After the 2000 recount and then the 9/11 attacks under George W. Bush, I saw my father become radicalized in a way I hadn’t seen before. This time was different. This time he found common cause with a relatively new “news” network that he would watch incessantly.
Suddenly his contempt for liberals was validated every night by Fox anchors and guests. He would sit for hours in front of the TV and spout off about bombing Iran.
Sadly, we would lose my Dad to cancer just a few years later in 2009. It was after the 2008 election but before Barack Obama’s inauguration.
And to be honest, in those ensuing years before he died, I wouldn’t say we lost my Dad to Fox exactly. He was present as a father and ultimately a grandfather, even as he struggled with a deadly disease.
It perhaps helped that he started out a relatively moderate Republican. He was a pro-choice, non-religious hunter who eschewed the NRA.
So he was always going to be a tougher nut for them to crack.

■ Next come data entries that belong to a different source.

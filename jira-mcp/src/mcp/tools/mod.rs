//! MCP tool catalog
//!
//! Tools are grouped by the remote entity they operate on. Each domain
//! module owns its tool implementations and a registration function; the
//! full catalog is assembled by [`register_all`].

pub mod agile;
pub mod issues;
pub mod metadata;
pub mod projects;
pub mod server;
pub mod service_desk;
pub mod users;

use crate::error::Result;
use crate::mcp::tool_registry::ToolRegistry;

/// Register the complete tool catalog.
///
/// Fails on a duplicate tool name, which aborts server startup.
pub fn register_all(registry: &mut ToolRegistry) -> Result<()> {
    server::register_server_tools(registry)?;
    projects::register_project_tools(registry)?;
    issues::register_issue_tools(registry)?;
    users::register_user_tools(registry)?;
    metadata::register_metadata_tools(registry)?;
    agile::register_agile_tools(registry)?;
    service_desk::register_service_desk_tools(registry)?;
    Ok(())
}

#[cfg(test)]
mod tests {
    use super::*;

    #[test]
    fn test_register_all_has_no_duplicates() {
        let mut registry = ToolRegistry::new();
        register_all(&mut registry).unwrap();

        let names = registry.list_tool_names();
        assert_eq!(names.len(), registry.len());
        assert!(registry.get_tool("search_issues").is_some());
        assert!(registry.get_tool("get_issue").is_some());
        assert!(registry.get_tool("create_issue").is_some());
        assert!(registry.get_tool("transition_issue").is_some());
        assert!(registry.get_tool("get_service_desks").is_some());
        assert!(registry.get_tool("add_issues_to_sprint").is_some());
    }

    #[test]
    fn test_catalog_classifies_mutations() {
        let mut registry = ToolRegistry::new();
        register_all(&mut registry).unwrap();

        for (name, read_only) in [
            ("search_issues", true),
            ("get_projects", true),
            ("create_project", false),
            ("update_issue", false),
            ("assign_issue", false),
            ("get_issue_transitions", true),
            ("transition_issue", false),
            ("add_comment", false),
            ("get_fields", true),
            ("create_sprint", false),
            ("get_watchers", true),
            ("add_watcher", false),
            ("check_service_desk_support", true),
        ] {
            let tool = registry.get_tool(name).unwrap();
            assert_eq!(tool.read_only(), read_only, "classification of {name}");
        }
    }
}
//! Sprint creation tool for MCP operations

use crate::mcp::responses::json_response;
use crate::mcp::shared_utils::McpErrorHandler;
use crate::mcp::tool_registry::{BaseToolImpl, McpTool, ToolContext};
use crate::mcp::types::CreateSprintRequest;
use async_trait::async_trait;
use rmcp::model::CallToolResult;
use rmcp::Error as McpError;

/// Tool for creating a sprint
#[derive(Default)]
pub struct CreateSprintTool;

impl CreateSprintTool {
    /// Creates a new instance of the CreateSprintTool
    pub fn new() -> Self {
        Self
    }
}

#[async_trait]
impl McpTool for CreateSprintTool {
    fn name(&self) -> &'static str {
        "create_sprint"
    }

    fn title(&self) -> &'static str {
        "Create Sprint"
    }

    fn description(&self) -> &'static str {
        "Create a sprint on a board, with optional planned start and end dates"
    }

    fn read_only(&self) -> bool {
        false
    }

    fn schema(&self) -> serde_json::Value {
        serde_json::json!({
            "type": "object",
            "properties": {
                "board_id": {
                    "type": "integer",
                    "description": "Board the sprint belongs to"
                },
                "name": {
                    "type": "string",
                    "description": "Sprint name"
                },
                "start_date": {
                    "type": "string",
                    "description": "Optional planned start date (ISO 8601)"
                },
                "end_date": {
                    "type": "string",
                    "description": "Optional planned end date (ISO 8601)"
                }
            },
            "required": ["board_id", "name"]
        })
    }

    async fn execute(
        &self,
        arguments: serde_json::Map<String, serde_json::Value>,
        context: &ToolContext,
    ) -> std::result::Result<CallToolResult, McpError> {
        let request: CreateSprintRequest = BaseToolImpl::parse_arguments(arguments)?;
        match context
            .client
            .create_sprint(
                request.board_id,
                &request.name,
                request.start_date.as_deref(),
                request.end_date.as_deref(),
            )
            .await
        {
            Ok(sprint) => Ok(json_response(&sprint)),
            Err(e) => Err(McpErrorHandler::handle_error(e, "create_sprint")),
        }
    }
}
//! Project listing tool for MCP operations

use crate::mcp::responses::json_response;
use crate::mcp::shared_utils::McpErrorHandler;
use crate::mcp::tool_registry::{McpTool, ToolContext};
use async_trait::async_trait;
use rmcp::model::CallToolResult;
use rmcp::Error as McpError;

/// Tool for listing all visible projects
#[derive(Default)]
pub struct GetProjectsTool;

impl GetProjectsTool {
    /// Creates a new instance of the GetProjectsTool
    pub fn new() -> Self {
        Self
    }
}

#[async_trait]
impl McpTool for GetProjectsTool {
    fn name(&self) -> &'static str {
        "get_projects"
    }

    fn title(&self) -> &'static str {
        "Get Projects"
    }

    fn description(&self) -> &'static str {
        "List all projects visible to the caller"
    }

    fn read_only(&self) -> bool {
        true
    }

    fn schema(&self) -> serde_json::Value {
        serde_json::json!({
            "type": "object",
            "properties": {},
            "required": []
        })
    }

    async fn execute(
        &self,
        _arguments: serde_json::Map<String, serde_json::Value>,
        context: &ToolContext,
    ) -> std::result::Result<CallToolResult, McpError> {
        match context.client.projects().await {
            Ok(projects) => Ok(json_response(&projects)),
            Err(e) => Err(McpErrorHandler::handle_error(e, "get_projects")),
        }
    }
}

But he was a veteran and a fiscal conservative for whom Fox clearly touched a nerve. This network turned him into what we affectionately called a “right-wing nutjob” who at times was unrecognizable from the man we grew up with as our loving, fair-minded father.
So for me, who saw firsthand the impact of their propaganda and lies on my smart, fun-loving, hilarious Dad, there was an extra dose of schadenfreude at the network finally being held accountable.
The Fallout of Fox’s Lies
Last week, Fox settled a massive defamation lawsuit with Dominion Voting Systems, which alleged Fox aired lies claiming the 2020 election had been stolen and Dominion Voting Systems was to blame for the theft, even as Fox knew very well the claims were false.
As Dominion argued in court papers:
"Fox knew the truth. It knew the allegations against Dominion were ‘outlandish’ and ‘crazy’ and ‘ludicrous’ and ‘nuts.’ Yet it used the power and influence of its platform to promote that false story."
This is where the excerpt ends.